# Connected sets in a topological space

1. May 28, 2009

### logarithmic

The definition of Y being connected in a topological space (X, tau) is that you can't find two non-empty, open and disjoint sets whose union is Y.

This doesn't quite make much intuitive sense to me.

For example, consider R with the usual topology. Then clearly, Y= [0,1] union [2,3] is not connected. That means you CAN find two non-empty, open and disjoint, sets whose union is Y. But what are they?

I can't seem to think of 2 open sets in R whose union is [0,1] union [2,3].

2. May 28, 2009

### slider142

The set [0,1] is closed in R, but open in the relative topology of Y (with respect to the usual topology on R). The same is true of [2,3].

3. May 28, 2009

### HallsofIvy

The problem is that your definition is wrong.

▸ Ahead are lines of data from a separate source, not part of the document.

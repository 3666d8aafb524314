//! Error types for the LTI core.

/// Core error type for LTI configuration and infrastructure.
#[derive(Debug, thiserror::Error)]
pub enum LtiError {
    /// Configuration error.
    #[error("configuration error: {0}")]
    Config(String),

    /// Request parameters could not be decoded.
    #[error("invalid request parameters: {0}")]
    InvalidParams(String),
}

/// Convenience result type for LTI core operations.
pub type LtiResult<T> = Result<T, LtiError>;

A topological space is connected if and only if you cannot find two such open sets. That is not the case for a subset of a topological space. (You can also replace "open" with "closed".)

For a subset, A, of a topological space, X, A is connected if and only if it is not the union of two separated sets.

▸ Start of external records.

//! Credential scheme detection and key hint resolution.
//!
//! Before a request can be verified the caller must know which shared secret to
//! verify it with. This module peeks at the untrusted parameters to find out:
//! the OAuth consumer key for legacy launches, or the `kid` of the token header
//! for token launches. Nothing here authorizes anything.

use lti_core::{CredentialHint, Params};
use tracing::debug;

use crate::error::AuthError;
use crate::oauth1::CONSUMER_KEY_PARAM;
use crate::request::IncomingRequest;
use crate::token::peek_key_id;

/// Parameter carrying a compact signed token.
pub const TOKEN_PARAM: &str = "jwt";

/// The verification scheme a validator is bound to.
#[derive(Debug, Clone, PartialEq, Eq)]
pub enum Scheme {
    /// OAuth 1.0a request signing over the whole request.
    Legacy,
    /// A compact signed token, carried verbatim.
    Token(String),
}

impl Scheme {
    /// Pick the scheme from the parameters without parsing anything.
    ///
    /// A non-empty `oauth_consumer_key` selects the legacy scheme; otherwise a
    /// `jwt` parameter selects the token scheme. Returns `None` when neither is
    /// present.
    #[must_use]
    pub fn detect(params: &Params) -> Option<Self> {
        if consumer_key(params).is_some() {
            Some(Self::Legacy)
        } else {
            params
                .get_str(TOKEN_PARAM)
                .map(|token| Self::Token(token.to_owned()))
        }
    }

    /// Pick the scheme from every parameter that takes part in the signature:
    /// body, query string and OAuth header.
    ///
    /// An OAuth header that cannot be parsed still selects the legacy scheme,
    /// so the first validation reports it as malformed.
    #[must_use]
    pub fn from_request(request: &IncomingRequest) -> Option<Self> {
        match request.signature_params() {
            Ok(params) => Self::detect(&params),
            Err(_) => Self::detect(request.params()).or(Some(Self::Legacy)),
        }
    }

    /// Short name for logging.
    #[must_use]
    pub fn name(&self) -> &'static str {
        match self {
            Self::Legacy => "oauth1",
            Self::Token(_) => "jwt",
        }
    }
}

/// A credential found in the request, with its unverified routing hint.
#[derive(Debug, Clone, PartialEq, Eq)]
pub enum Credential {
    /// An OAuth 1.0a signed request.
    Legacy {
        /// The `oauth_consumer_key` parameter.
        consumer_key: String,
    },
    /// A compact signed token.
    Token {
        /// The raw token.
        token: String,
        /// The `kid` of the unverified token header, if it has one.
        key_id: Option<String>,
    },
}

impl Credential {
    /// The identifier to look the shared secret up with.
    #[must_use]
    pub fn hint(&self) -> Option<CredentialHint> {
        match self {
            Self::Legacy { consumer_key } => Some(CredentialHint::new(consumer_key.clone())),
            Self::Token { key_id, .. } => key_id.clone().map(CredentialHint::new),
        }
    }

    /// The scheme a validator for this credential is bound to.
    #[must_use]
    pub fn scheme(&self) -> Scheme {
        match self {
            Self::Legacy { .. } => Scheme::Legacy,
            Self::Token { token, .. } => Scheme::Token(token.clone()),
        }
    }
}

/// Find the credential carried by the request parameters.
///
/// The first match wins:
/// 1. a non-empty `oauth_consumer_key`
/// 2. a `jwt` parameter, whose header is decoded without verification
///
/// # Errors
///
/// Returns [`AuthError::Malformed`] if the token header cannot be decoded.
pub fn detect_credential(params: &Params) -> Result<Option<Credential>, AuthError> {
    if let Some(consumer_key) = consumer_key(params) {
        debug!(consumer_key = %consumer_key, "Found OAuth consumer key");
        return Ok(Some(Credential::Legacy {
            consumer_key: consumer_key.to_owned(),
        }));
    }

    let Some(token) = params.get_str(TOKEN_PARAM) else {
        debug!("No credential parameter found");
        return Ok(None);
    };

    let key_id = peek_key_id(token)?;
    debug!(key_id = ?key_id, "Found signed token");

    Ok(Some(Credential::Token {
        token: token.to_owned(),
        key_id,
    }))
}

/// Extract the identifier needed to look up the shared secret.
///
/// Returns `Ok(None)` when the request carries no credential, or carries a
/// token whose header has no `kid`.
///
/// # Errors
///
/// Returns [`AuthError::Malformed`] if a token is present but its header
/// cannot be decoded.
///
/// # Examples
///
/// ```
/// use lti_auth::resolve_hint;
/// use lti_core::Params;
///
/// let params = Params::from_urlencoded(b"oauth_consumer_key=abc&jwt=ignored");
/// assert_eq!(resolve_hint(&params).unwrap().unwrap().as_str(), "abc");
/// assert!(resolve_hint(&Params::new()).unwrap().is_none());
/// ```
pub fn resolve_hint(params: &Params) -> Result<Option<CredentialHint>, AuthError> {
    Ok(detect_credential(params)?.and_then(|credential| credential.hint()))
}

fn consumer_key(params: &Params) -> Option<&str> {
    params
        .get_str(CONSUMER_KEY_PARAM)
        .filter(|key| !key.is_empty())
}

Sets, U and V, are said to be separated if and only if $\overline{U}\cap V= \phi$ and $U\cap \overline{V}= \phi$, where $\overline{U}$ is its closure.

In your example, we can take U= [0, 1] and V= [2, 3].

Of course, we can always think of a subset of a topological space as being a topological space with the relative topology: A subset of A is open "in A" if and only if it is the intersection of A with a set open in X.

If $A= [0, 1]\cup [2, 3]$, then, since $[0, 1]= A\cup (-1/2, 3/2)$ and $[2, 3]= A\cap (3/2, 7/2)$ both [0, 1] and [2, 3] are open in A (or "open relative to A").

Notice that, in A (or "relative to A") [0, 1] is the complement of [2, 3] and [2, 3] is open, so [0, 1] is also closed. Similarly [2, 3] is also both open and closed in A. It is always true that "connectedness components" of a space (connected sets not properly contained in any connected set) are both open and closed.

Last edited by a moderator: May 28, 2009
4. May 28, 2009

### logarithmic

Thanks for clearing that up. I'm not sure what your definition of separated sets is meant to say though, I think you made a typo there.

5. May 28, 2009

### HallsofIvy

You are right. For some reason I used \overbar(U) instead of \overline in my LaTex to denote "closure" and it didn't work! I have editted my original post.

Last edited by a moderator: May 28, 2009